I hesitated with my hand over the page. I’d picked up the magazine to read the “How to Dress Right for Your Shape” story advertised on the cover, but it had opened to a quiz that asked “Has Your Drinking or Drug Use Become a Problem?” and something had made me stop. Maybe it was the black-and-white photograph of a woman in profile, bending sadly over her wineglass, or maybe the statistic beside it that said that prescription painkiller overdose was now the leading cause of accidental death of women in America, surpassing even car crashes. I had a pen in my hand—I’d been using it to fill out the stack of forms for Eloise’s five-year-old well-child checkup—and, almost without thinking, I made an X in the box for “Yes.”
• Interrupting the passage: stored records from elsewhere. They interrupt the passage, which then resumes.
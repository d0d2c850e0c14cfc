//! A fixed-capacity bitset used to track which slots are alive.

use bit_vec::BitVec;

/// A set of slot indices backed by a `BitVec`.
///
/// The capacity is fixed on creation. `scan` walks whole blocks at a time so
/// iterating a sparse set does not touch every bit.
#[derive(Clone, Debug)]
pub struct SlotSet {
    bits: BitVec,
    count: usize,
}

impl SlotSet {
    /// Create an empty set able to hold indices `0..capacity`.
    pub fn new(capacity: usize) -> SlotSet {
        SlotSet {
            bits: BitVec::from_elem(capacity, false),
            count: 0,
        }
    }

    /// Return the number of indices this set can hold.
    pub fn capacity(&self) -> usize {
        self.bits.len()
    }

    /// Return the number of indices currently set.
    pub fn len(&self) -> usize {
        self.count
    }

    /// Returns true if no indices are set.
    pub fn is_empty(&self) -> bool {
        self.count == 0
    }

    /// Mark `index` as present.
    ///
    /// # Panics
    /// If `index` is out of range.
    pub fn set(&mut self, index: usize) {
        if !self.bits[index] {
            self.bits.set(index, true);
            self.count += 1;
        }
    }

    /// Mark `index` as absent.
    ///
    /// # Panics
    /// If `index` is out of range.
    pub fn clear(&mut self, index: usize) {
        if self.bits[index] {
            self.bits.set(index, false);
            self.count -= 1;
        }
    }

    /// Returns true if `index` is present. Out of range indices are absent.
    pub fn test(&self, index: usize) -> bool {
        self.bits.get(index).unwrap_or(false)
    }

    /// Find the first present index at or after `from`.
    pub fn scan(&self, from: usize) -> Option<usize> {
        if from >= self.bits.len() {
            return None;
        }

        let blocks = self.bits.storage();
        let block_bits = 32;
        let mut block_idx = from / block_bits;
        let mut block = blocks[block_idx] & (!0u32 << (from % block_bits));

        loop {
            if block != 0 {
                let index = block_idx * block_bits + block.trailing_zeros() as usize;
                // Bits past `len` are always zero in a `BitVec`.
                return Some(index);
            }

            block_idx += 1;
            if block_idx >= blocks.len() {
                return None;
            }
            block = blocks[block_idx];
        }
    }

    /// Iterate over all present indices in ascending order.
    pub fn iter(&self) -> SlotSetIter<'_> {
        SlotSetIter {
            set: self,
            next: 0,
        }
    }
}

/// An iterator over the indices in a `SlotSet`.
pub struct SlotSetIter<'a> {
    set: &'a SlotSet,
    next: usize,
}

impl<'a> Iterator for SlotSetIter<'a> {
    type Item = usize;

    fn next(&mut self) -> Option<usize> {
        let found = self.set.scan(self.next)?;
        self.next = found + 1;
        Some(found)
    }
}

#[cfg(test)]
mod test {
    use super::*;

    #[test]
    fn test_set_clear() {
        let mut set = SlotSet::new(100);
        assert!(set.is_empty());

        set.set(3);
        set.set(3);
        set.set(64);
        assert_eq!(set.len(), 2);
        assert!(set.test(3));
        assert!(set.test(64));
        assert!(!set.test(4));
        assert!(!set.test(1000));

        set.clear(3);
        set.clear(3);
        assert_eq!(set.len(), 1);
        assert!(!set.test(3));
    }

    #[test]
    fn test_scan() {
        let mut set = SlotSet::new(200);
        for idx in [0, 31, 32, 33, 150, 199].iter() {
            set.set(*idx);
        }

        assert_eq!(set.scan(0), Some(0));
        assert_eq!(set.scan(1), Some(31));
        assert_eq!(set.scan(32), Some(32));
        assert_eq!(set.scan(34), Some(150));
        assert_eq!(set.scan(151), Some(199));
        assert_eq!(set.scan(200), None);
        assert_eq!(set.iter().collect::<Vec<_>>(), vec![0, 31, 32, 33, 150, 199]);
    }

    #[test]
    fn test_scan_empty() {
        let set = SlotSet::new(70);
        assert_eq!(set.scan(0), None);
        assert_eq!(set.iter().count(), 0);
    }
}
I crossed my legs and looked around Dr. McCarthy’s waiting area, suddenly worried that someone had seen what I’d written. Of course, no one was paying any attention to my little corner of the couch. Sleet ticked at the panes of the oversized windows; a radiator clunked in the corner. The lamplit room, on the third floor of an office building at the corner of Ninth and Chestnut, with a volunteer in a striped pinny at a knee-high table reading Amelia Bedelia to kids sitting in miniature chairs, felt cozy, a respite from the miserable winter weather. Three years ago my husband, Dave, my daughter, and I had moved out of Center City and into a house in Haverford that I refused to call a McMansion, even though that’s exactly what it was, but I loved Ellie’s pediatrician so much that I’d never even tried to find a suburban replacement. So here we were, more than half a year late for Ellie’s checkup, in the office where I’d been taking her since she was just a week old. We’d parked in the lot on Ninth Street and trekked through the February slush to get here, Ellie stepping delicately over the piles of crusted, dirty snow and the ankle-deep, icy puddles at the corners, complaining that her feet were getting wet and her socks were getting splashy. I’d lured her on with the promise of a treat at Federal Donuts when her checkup was over.
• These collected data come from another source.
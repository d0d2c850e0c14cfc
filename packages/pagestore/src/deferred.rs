//! Deferred queries: submit now, resolve together later.
//!
//! Queries are pushed onto a bounded queue through a shared reference, then
//! resolved as one batch in parallel. Results stay available until the batch
//! is disposed, which also happens implicitly on any store mutation.

use std::collections::HashMap;
use std::fmt::{self, Debug, Display, Formatter};
use std::sync::atomic::{AtomicU32, Ordering};

use crossbeam_queue::ArrayQueue;
use rayon::prelude::*;

use crate::archetype::ArchetypeRegistry;
use crate::error::{StoreError, StoreResult};
use crate::mask::{ComponentMask, ComponentTypeId};
use crate::query::{scan, QueryResult};

/// A ticket for a submitted query.
///
/// The high 32 bits are the batch generation, the low 32 bits the ticket
/// within that batch.
#[derive(Clone, Copy, PartialEq, Eq, Hash)]
pub struct QueryHandle(u64);

impl QueryHandle {
    fn new(batch: u32, ticket: u32) -> QueryHandle {
        QueryHandle((batch as u64) << 32 | ticket as u64)
    }

    /// Return the batch this query belongs to.
    pub fn batch(&self) -> u32 {
        (self.0 >> 32) as u32
    }

    /// Return the ticket of this query within its batch.
    pub fn ticket(&self) -> u32 {
        self.0 as u32
    }

    /// Return the raw bits of this handle.
    pub fn to_bits(&self) -> u64 {
        self.0
    }
}

impl Display for QueryHandle {
    fn fmt(&self, f: &mut Formatter<'_>) -> fmt::Result {
        write!(f, "{}#{}", self.batch(), self.ticket())
    }
}

impl Debug for QueryHandle {
    fn fmt(&self, f: &mut Formatter<'_>) -> fmt::Result {
        write!(f, "QueryHandle({})", self)
    }
}

struct PendingQuery {
    ticket: u32,
    mask: ComponentMask,
    components: Vec<ComponentTypeId>,
}

struct ResolvedBatch {
    batch: u32,
    // Borrows archetype pages. Dropped before any mutation of the store.
    results: HashMap<u32, QueryResult<'static>>,
}

pub(crate) struct DeferredQueries {
    queue: ArrayQueue<PendingQuery>,
    next_ticket: AtomicU32,
    batch: u32,
    resolved: Option<ResolvedBatch>,
}

impl DeferredQueries {
    pub fn new(capacity: usize) -> DeferredQueries {
        DeferredQueries {
            queue: ArrayQueue::new(capacity),
            next_ticket: AtomicU32::new(0),
            batch: 0,
            resolved: None,
        }
    }

    /// Return the number of queries waiting to be resolved.
    pub fn pending(&self) -> usize {
        self.queue.len()
    }

    /// Queue a query for the next resolve.
    pub fn submit(&self, mask: ComponentMask, components: Vec<ComponentTypeId>) -> StoreResult<QueryHandle> {
        let ticket = self.next_ticket.fetch_add(1, Ordering::Relaxed);
        let query = PendingQuery { ticket, mask, components };

        if self.queue.push(query).is_err() {
            log::warn!("deferred query queue is full ({} pending)", self.queue.capacity());
            return Err(StoreError::QueryQueueFull);
        }

        Ok(QueryHandle::new(self.batch, ticket))
    }

    /// Resolve every queued query against `archetypes`.
    ///
    /// Returns the number of queries resolved.
    pub fn resolve(&mut self, archetypes: &ArchetypeRegistry) -> StoreResult<usize> {
        if self.resolved.is_some() {
            log::error!("resolve_pending_queries: batch {} was never disposed", self.batch.wrapping_sub(1));
            return Err(StoreError::UndisposedQueries);
        }

        let mut pending = Vec::with_capacity(self.queue.len());
        while let Some(query) = self.queue.pop() {
            pending.push(query);
        }

        let results = pending.par_iter()
            .map(|query| {
                let result = scan(archetypes, &query.mask, &query.components);
                // Only reachable through `get`, which re-borrows the store.
                let result: QueryResult<'static> = unsafe { std::mem::transmute(result) };
                (query.ticket, result)
            })
            .collect::<HashMap<_, _>>();

        let batch = self.batch;
        self.batch = self.batch.wrapping_add(1);
        self.next_ticket.store(0, Ordering::Relaxed);

        log::debug!("resolved {} deferred queries in batch {}", results.len(), batch);
        self.resolved = Some(ResolvedBatch { batch, results });
        Ok(pending.len())
    }

    /// Get the result of a resolved query.
    pub fn get(&self, handle: QueryHandle) -> Option<&QueryResult<'_>> {
        let result = self.resolved.as_ref()
            .filter(|resolved| resolved.batch == handle.batch())
            .and_then(|resolved| resolved.results.get(&handle.ticket()));

        if result.is_none() {
            log::error!("resolved_query: handle {} does not refer to a resolved query", handle);
        }
        result
    }

    /// Drop the resolved batch, if any.
    pub fn dispose(&mut self) {
        if let Some(resolved) = self.resolved.take() {
            log::trace!("disposed {} results of batch {}", resolved.results.len(), resolved.batch);
        }
    }
}

#[cfg(test)]
mod test {
    use super::*;

    #[test]
    fn test_handle_bits() {
        let handle = QueryHandle::new(3, 9);
        assert_eq!(handle.batch(), 3);
        assert_eq!(handle.ticket(), 9);
        assert_eq!(handle.to_bits(), 3 << 32 | 9);
        assert_eq!(handle.to_string(), "3#9");
    }

    #[test]
    fn test_queue_bound() {
        let deferred = DeferredQueries::new(2);
        let mask = ComponentMask::empty(4);
        deferred.submit(mask.clone(), Vec::new()).unwrap();
        deferred.submit(mask.clone(), Vec::new()).unwrap();
        assert_eq!(deferred.submit(mask, Vec::new()), Err(StoreError::QueryQueueFull));
        assert_eq!(deferred.pending(), 2);
    }
}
Ellie tugged at my sleeve. “How much longer?”
“Honey, I really can’t say. The doctors need to take care of the sick kids first, and you, Miss Lucky, are not sick.”
She stuck out her lower lip in a cartoonish pout. “It isn’t FAIR. We made an APPOINTMENT.”
“True. But remember when you had that bad sore throat? Dr. McCarthy saw you right away. Even before the kids who had appointments.”
She narrowed her eyes and nibbled at her lip before dropping her voice to a stage whisper that was slightly more hushed than your average yell. “I am having an idea. Maybe we could tell the nurse lady that I have a sore throat now!”
I shook my head. “Nah, we don’t lie. Bad karma.”
Ellie considered this. “I hate karmel.” She smoothed her skirt and wandered off toward the toy basket. I recrossed my legs and checked out the crowd.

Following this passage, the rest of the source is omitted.